Tuesday 8 October 2013

Sir Edmund Gosse - stuck in the basement!

I first read "Father and Son" by Edmund Gosse (1849-1928) well over 40 years ago and I've re-read it several times since, as well as delighting in a talking-book version. It's Gosse's memoir of a bizarre Victorian childhood and it's simultaneously humorous, tragic, generous and honest. The narrative centres on Gosse's relationship with his marine-biologist father, whose fundamentalist Christian beliefs were thrown into turmoil by the publication of Darwin's "Origin of Species". To describe this man as "difficult" would be an understatement and yet the mutual love between him and his son shines through every page, including those that involve the most farcical events (the incident of the Christmas Pudding takes beating!). Gosse's account of his mother's illness and death is heartrending but it is pleasing to read of his relationship with his father's second wife, a thoroughly good woman.

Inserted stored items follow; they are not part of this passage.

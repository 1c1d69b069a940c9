use crate::app::state::CommandPaletteState;
use crate::domain::grouping::DisplayRow;
use crate::theme::Theme;
use ratatui::{
    buffer::Buffer,
    layout::{Constraint, Direction, Layout, Position, Rect},
    style::Modifier,
    text::{Line, Span},
    widgets::{Block, BorderType, Borders, Clear, Widget},
};

use super::helpers::{centered_rect, dim_area, draw_drop_shadow};

/// Where the palette's parts land for a given terminal area. Rendering and
/// pointer hit testing both go through this.
#[derive(Debug, Clone, Copy, PartialEq, Eq)]
pub struct PaletteLayout {
    pub surface: Rect,
    pub query: Rect,
    pub results: Rect,
}

#[must_use]
pub fn palette_layout(area: Rect) -> PaletteLayout {
    let surface = centered_rect(60, 60, area);
    let inner = palette_block().inner(surface);
    let chunks = Layout::default()
        .direction(Direction::Vertical)
        .constraints([
            Constraint::Length(1), // Query input
            Constraint::Length(1), // Separator
            Constraint::Min(0),    // Results
        ])
        .split(inner);

    PaletteLayout {
        surface,
        query: chunks[0],
        results: chunks[2],
    }
}

/// Global index of the entry under a pointer position, if any.
#[must_use]
pub fn entry_at(state: &CommandPaletteState, area: Rect, pos: Position) -> Option<usize> {
    let layout = palette_layout(area);
    if !layout.results.contains(pos) {
        return None;
    }

    let row = state.scroll() + usize::from(pos.y - layout.results.y);
    match state.grouped().rows().get(row) {
        Some(DisplayRow::Entry { global_index, .. }) => Some(*global_index),
        _ => None,
    }
}

/// Terminal cursor position at the end of the query text.
#[must_use]
pub fn query_cursor(state: &CommandPaletteState, area: Rect) -> Position {
    let query = palette_layout(area).query;
    let width = u16::try_from(PROMPT.len() + Line::from(state.query.as_str()).width())
        .unwrap_or(u16::MAX);
    Position::new(
        query
            .x
            .saturating_add(width)
            .min(query.right().saturating_sub(1)),
        query.y,
    )
}

const PROMPT: &str = " > ";

fn palette_block() -> Block<'static> {
    Block::default()
        .borders(Borders::ALL)
        .border_type(BorderType::Rounded)
}

pub struct CommandPaletteModal<'a> {
    pub theme: &'a Theme,
    pub state: &'a CommandPaletteState,
}

impl Widget for CommandPaletteModal<'_> {
    fn render(self, area: Rect, buf: &mut Buffer) {
        let layout = palette_layout(area);
        if layout.surface.width == 0 || layout.surface.height == 0 {
            return;
        }

        dim_area(buf, area);
        draw_drop_shadow(buf, layout.surface, area);
        Clear.render(layout.surface, buf);

        let block = palette_block()
            .title(Line::from(vec![
                Span::raw(" "),
                Span::styled(" COMMAND PALETTE ", self.theme.header_active),
                Span::raw(" "),
            ]))
            .title_bottom(Line::from(vec![
                Span::raw(" "),
                Span::styled("↑↓", self.theme.footer_segment_key),
                Span::raw(" navigate "),
                Span::styled("⏎", self.theme.footer_segment_key),
                Span::raw(" select "),
                Span::styled("esc", self.theme.footer_segment_key),
                Span::raw(" close "),
            ]))
            .border_style(self.theme.border_focus);
        block.render(layout.surface, buf);

        // Render Query
        let query_line = if self.state.query.is_empty() {
            Line::from(vec![
                Span::styled(PROMPT, self.theme.footer_segment_key),
                Span::styled(&self.state.placeholder, self.theme.query_placeholder),
            ])
        } else {
            Line::from(vec![
                Span::styled(PROMPT, self.theme.footer_segment_key),
                Span::styled(&self.state.query, self.theme.query),
            ])
        };
        buf.set_line(layout.query.x, layout.query.y, &query_line, layout.query.width);

        // Render Separator
        let separator_y = layout.query.y + 1;
        if separator_y < layout.results.y {
            let separator = "─".repeat(layout.query.width as usize);
            buf.set_string(layout.query.x, separator_y, separator, self.theme.border_focus);
        }

        // Render Results
        if let Some(message) = self.state.empty_message() {
            let no_results = Line::from(Span::styled(
                format!("  {message}"),
                self.theme.list_item.add_modifier(Modifier::DIM),
            ));
            buf.set_line(
                layout.results.x,
                layout.results.y,
                &no_results,
                layout.results.width,
            );
            return;
        }

        let grouped = self.state.grouped();
        let rows = grouped.rows();
        let selected = self.state.selected_index();
        let height = layout.results.height as usize;

        for (i, row) in rows.iter().skip(self.state.scroll()).take(height).enumerate() {
            let y = layout.results.y + i as u16;
            let line = match row {
                DisplayRow::Header(name) => {
                    Line::from(Span::styled(format!(" {name}"), self.theme.group_header))
                }
                DisplayRow::Entry { global_index, item } => {
                    let is_selected = *global_index == selected;
                    let style = if is_selected {
                        self.theme.list_selected
                    } else {
                        self.theme.list_item
                    };
                    let prefix = if is_selected { " > " } else { "   " };
                    let icon = item.icon.as_deref().unwrap_or(" ");

                    let mut spans = vec![
                        Span::styled(prefix, style),
                        Span::styled(format!("{icon} "), self.theme.icon),
                        Span::styled(item.label.as_str(), style),
                    ];
                    if let Some(shortcut) = &item.shortcut {
                        let used: usize = spans.iter().map(Span::width).sum();
                        let hint = Span::styled(format!(" {shortcut} "), self.theme.shortcut_hint);
                        let pad = (layout.results.width as usize)
                            .saturating_sub(used + hint.width() + 1);
                        spans.push(Span::styled(" ".repeat(pad), style));
                        spans.push(hint);
                    }
                    Line::from(spans)
                }
            };
            buf.set_line(layout.results.x, y, &line, layout.results.width);
        }
    }
}

#[cfg(test)]
mod tests {
    use super::*;
    use crate::domain::models::CommandItem;

    fn render(state: &CommandPaletteState) -> String {
        let area = Rect::new(0, 0, 80, 24);
        let mut buf = Buffer::empty(area);
        let theme = Theme::default();
        CommandPaletteModal {
            theme: &theme,
            state,
        }
        .render(area, &mut buf);
        buf.content().iter().map(|c| c.symbol()).collect()
    }

    fn grouped_state() -> CommandPaletteState {
        CommandPaletteState::new(
            vec![
                CommandItem::new("1", "Open File").with_group("File"),
                CommandItem::new("2", "Toggle Theme").with_group("View"),
                CommandItem::new("3", "Save File")
                    .with_group("File")
                    .with_shortcut("ctrl+s"),
            ],
            "Search commands",
        )
    }

    #[test]
    fn test_empty_state_echoes_query() {
        let mut state = grouped_state();
        state.set_query("zzz_no_match");
        let screen = render(&state);
        assert!(screen.contains("No results found for \"zzz_no_match\""));
        assert!(!screen.contains("Open File"));
    }

    #[test]
    fn test_placeholder_shown_for_empty_query() {
        let screen = render(&grouped_state());
        assert!(screen.contains("Search commands"));
        assert!(screen.contains("ctrl+s"));
    }

    #[test]
    fn test_groups_render_in_first_seen_order() {
        let screen = render(&grouped_state());
        let file = screen.find(" File").unwrap();
        let view = screen.find(" View").unwrap();
        let save = screen.find("Save File").unwrap();
        assert!(file < save && save < view);
    }

    #[test]
    fn test_entry_at_maps_rows_to_global_index() {
        let state = grouped_state();
        let area = Rect::new(0, 0, 80, 24);
        let results = palette_layout(area).results;
        let x = results.x + 2;

        // Row 0 is the "File" header.
        assert_eq!(entry_at(&state, area, Position::new(x, results.y)), None);
        assert_eq!(entry_at(&state, area, Position::new(x, results.y + 1)), Some(0));
        assert_eq!(entry_at(&state, area, Position::new(x, results.y + 2)), Some(1));
        assert_eq!(entry_at(&state, area, Position::new(x, results.y + 3)), None);
        assert_eq!(entry_at(&state, area, Position::new(x, results.y + 4)), Some(2));
        assert_eq!(entry_at(&state, area, Position::new(0, 0)), None);
    }

    #[test]
    fn test_hover_under_still_pointer_is_stable() {
        let area = Rect::new(0, 0, 80, 24);
        let results = palette_layout(area).results;
        let mut state = CommandPaletteState::new(
            (0..30)
                .map(|i| CommandItem::new(i.to_string(), format!("Item {i}")))
                .collect(),
            "",
        );
        state.cursor.set_from_hover(29);
        state.sync_scroll(results.height as usize);

        let top = Position::new(results.x + 2, results.y);
        let first = entry_at(&state, area, top);
        assert!(first.is_some());
        for _ in 0..5 {
            let idx = entry_at(&state, area, top).unwrap();
            state.cursor.set_from_hover(idx);
            state.sync_scroll(results.height as usize);
            assert_eq!(entry_at(&state, area, top), first);
        }
    }

    #[test]
    fn test_scrolled_list_renders_selection() {
        let area = Rect::new(0, 0, 80, 24);
        let results = palette_layout(area).results;
        let mut state = CommandPaletteState::new(
            (0..30)
                .map(|i| CommandItem::new(i.to_string(), format!("Item {i:02}")))
                .collect(),
            "",
        );
        state.cursor.set_from_hover(29);
        state.sync_scroll(results.height as usize);

        let screen = render(&state);
        assert!(screen.contains("Item 29"));
        assert!(!screen.contains("Item 00"));
    }

    #[test]
    fn test_wide_shortcut_hint_is_right_aligned() {
        let area = Rect::new(0, 0, 80, 24);
        let results = palette_layout(area).results;
        let state = CommandPaletteState::new(
            vec![
                CommandItem::new("1", "Palette").with_shortcut("⌘K"),
                CommandItem::new("2", "Save").with_shortcut("ctrl+s"),
            ],
            "",
        );
        let mut buf = Buffer::empty(area);
        let theme = Theme::default();
        CommandPaletteModal {
            theme: &theme,
            state: &state,
        }
        .render(area, &mut buf);

        // Row 0 is the group header; each hint ends one cell before the edge.
        let last = results.x + results.width - 3;
        assert_eq!(buf[(last, results.y + 1)].symbol(), "K");
        assert_eq!(buf[(last, results.y + 2)].symbol(), "s");
    }

    #[test]
    fn test_query_cursor_stays_inside_query_row() {
        let area = Rect::new(0, 0, 80, 24);
        let query = palette_layout(area).query;
        let mut state = CommandPaletteState::new(Vec::new(), "");
        assert_eq!(
            query_cursor(&state, area),
            Position::new(query.x + PROMPT.len() as u16, query.y)
        );

        state.set_query("x".repeat(500));
        assert_eq!(
            query_cursor(&state, area),
            Position::new(query.right() - 1, query.y)
        );
    }
}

As an adult, and after a painful break with this father on spiritual matters, Gosse went on to be a poet, author and critic. He was responsible for bringing Ibsen to the attention of the British public - indeed he translated Ibsen's Hedda Gabler and The Master Builder. He knew just about every notable literary figure between 1870 and 1928 and the list of his own achievements is daunting.

I've always liked Gosse - he seems to have been the sort of man one would have enjoyed knowing. He was also involved with the London Library, in St.James's Square, which is from were I draw much of my research material. Founded in 1841,this is the largest (and possibly best) subscription library in the world and has been a vital resource for thousands of writers and scholars. The bound copies of the Illustrated London News - another great Victorian institution - are located in the basement and I consult them regularly. On the way I pass a bronze bust of Gosse that has, shamefully, been placed there rather than in the entrance hall.  On occasion some irreverent soul has lent him a baseball cap which, strangely, rather suits him. I always doff my own cap metaphorically to him as I hurry past but a few days ago I paused to snap a photograph of him on my Smartphone. Here it is - my own small tribute.

Thank you Sir Edmund. You were a good man.